Exercise requirements
Your task is to print all of the data word for word.
::: Extracted records
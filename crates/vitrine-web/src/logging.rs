#![forbid(unsafe_code)]

//! Logging setup.
//!
//! Installs a `tracing-subscriber` formatter as the global default. On wasm32
//! each event becomes one `console.log` line; elsewhere events go to stderr.
//! Timestamps are off because `SystemTime` is unavailable on
//! `wasm32-unknown-unknown`.

use std::fmt;

use tracing_subscriber::filter::LevelFilter;

/// Parse a configured log level. Case-insensitive.
#[must_use]
pub fn parse_level(level: &str) -> Option<LevelFilter> {
    match level.to_ascii_lowercase().as_str() {
        "off" => Some(LevelFilter::OFF),
        "error" => Some(LevelFilter::ERROR),
        "warn" => Some(LevelFilter::WARN),
        "info" => Some(LevelFilter::INFO),
        "debug" => Some(LevelFilter::DEBUG),
        "trace" => Some(LevelFilter::TRACE),
        _ => None,
    }
}

/// Install the global subscriber at `level` (default `warn`).
///
/// Returns `false` when a global subscriber was already set, e.g. when the
/// host calls `boot` twice.
pub fn init(level: &str) -> bool {
    let filter = parse_level(level).unwrap_or(LevelFilter::WARN);
    tracing_subscriber::fmt()
        .with_max_level(filter)
        .with_ansi(false)
        .with_target(false)
        .without_time()
        .with_writer(writer::make_writer)
        .try_init()
        .is_ok()
}

/// Log a rejected best-effort write at `trace`. Returns whether it succeeded.
#[cfg_attr(not(target_arch = "wasm32"), allow(dead_code))]
pub(crate) fn trace_rejected<T, E: fmt::Debug>(what: &'static str, result: Result<T, E>) -> bool {
    match result {
        Ok(_) => true,
        Err(err) => {
            tracing::trace!(what, error = ?err, "DOM write rejected");
            false
        }
    }
}

#[cfg(target_arch = "wasm32")]
mod writer {
    use std::io;

    /// Buffers one formatted event and logs it to the console on drop.
    #[derive(Debug, Default)]
    pub struct ConsoleWriter {
        buf: Vec<u8>,
    }

    impl io::Write for ConsoleWriter {
        fn write(&mut self, bytes: &[u8]) -> io::Result<usize> {
            self.buf.extend_from_slice(bytes);
            Ok(bytes.len())
        }

        fn flush(&mut self) -> io::Result<()> {
            Ok(())
        }
    }

    impl Drop for ConsoleWriter {
        fn drop(&mut self) {
            if self.buf.is_empty() {
                return;
            }
            let line = String::from_utf8_lossy(&self.buf);
            web_sys::console::log_1(&line.trim_end().into());
        }
    }

    pub fn make_writer() -> ConsoleWriter {
        ConsoleWriter::default()
    }
}

#[cfg(not(target_arch = "wasm32"))]
mod writer {
    pub fn make_writer() -> std::io::Stderr {
        std::io::stderr()
    }
}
::::::
Output
filename crates/vitrine-web/src/logging.rs
#![forbid(unsafe_code)]

//! Logging setup.
//!
//! Installs a `tracing-subscriber` formatter as the global default. On wasm32
//! each event becomes one `console.log` line; elsewhere events go to stderr.
//! Timestamps are off because `SystemTime` is unavailable on
//! `wasm32-unknown-unknown`.

use std::fmt;

use tracing_subscriber::filter::LevelFilter;

/// Parse a configured log level. Case-insensitive.
#[must_use]
pub fn parse_level(level: &str) -> Option<LevelFilter> {
    match level.to_ascii_lowercase().as_str() {
        "off" => Some(LevelFilter::OFF),
        "error" => Some(LevelFilter::ERROR),
        "warn" => Some(LevelFilter::WARN),
        "info" => Some(LevelFilter::INFO),
        "debug" => Some(LevelFilter::DEBUG),
        "trace" => Some(LevelFilter::TRACE),
        _ => None,
    }
}

/// Install the global subscriber at `level` (default `warn`).
///
/// Returns `false` when a global subscriber was already set, e.g. when the
/// host calls `boot` twice.
pub fn init(level: &str) -> bool {
    let filter = parse_level(level).unwrap_or(LevelFilter::WARN);
    tracing_subscriber::fmt()
        .with_max_level(filter)
        .with_ansi(false)
        .with_target(false)
        .without_time()
        .with_writer(writer::make_writer)
        .try_init()
        .is_ok()
}

/// Log a rejected best-effort write at `trace`. Returns whether it succeeded.
#[cfg_attr(not(target_arch = "wasm32"), allow(dead_code))]
pub(crate) fn trace_rejected<T, E: fmt::Debug>(what: &'static str, result: Result<T, E>) -> bool {
    match result {
        Ok(_) => true,
        Err(err) => {
            tracing::trace!(what, error = ?err, "DOM write rejected");
            false
        }
    }
}

#[cfg(target_arch = "wasm32")]
mod writer {
    use std::io;

    /// Buffers one formatted event and logs it to the console on drop.
    #[derive(Debug, Default)]
    pub struct ConsoleWriter {
        buf: Vec<u8>,
    }

    impl io::Write for ConsoleWriter {
        fn write(&mut self, bytes: &[u8]) -> io::Result<usize> {
            self.buf.extend_from_slice(bytes);
            Ok(bytes.len())
        }

        fn flush(&mut self) -> io::Result<()> {
            Ok(())
        }
    }

    impl Drop for ConsoleWriter {
        fn drop(&mut self) {
            if self.buf.is_empty() {
                return;
            }
            let line = String::from_utf8_lossy(&self.buf);
            web_sys::console::log_1(&line.trim_end().into());
        }
    }

    pub fn make_writer() -> ConsoleWriter {
        ConsoleWriter::default()
    }
}

#[cfg(not(target_arch = "wasm32"))]
mod writer {
    pub fn make_writer() -> std::io::Stderr {
        std::io::stderr()
    }
}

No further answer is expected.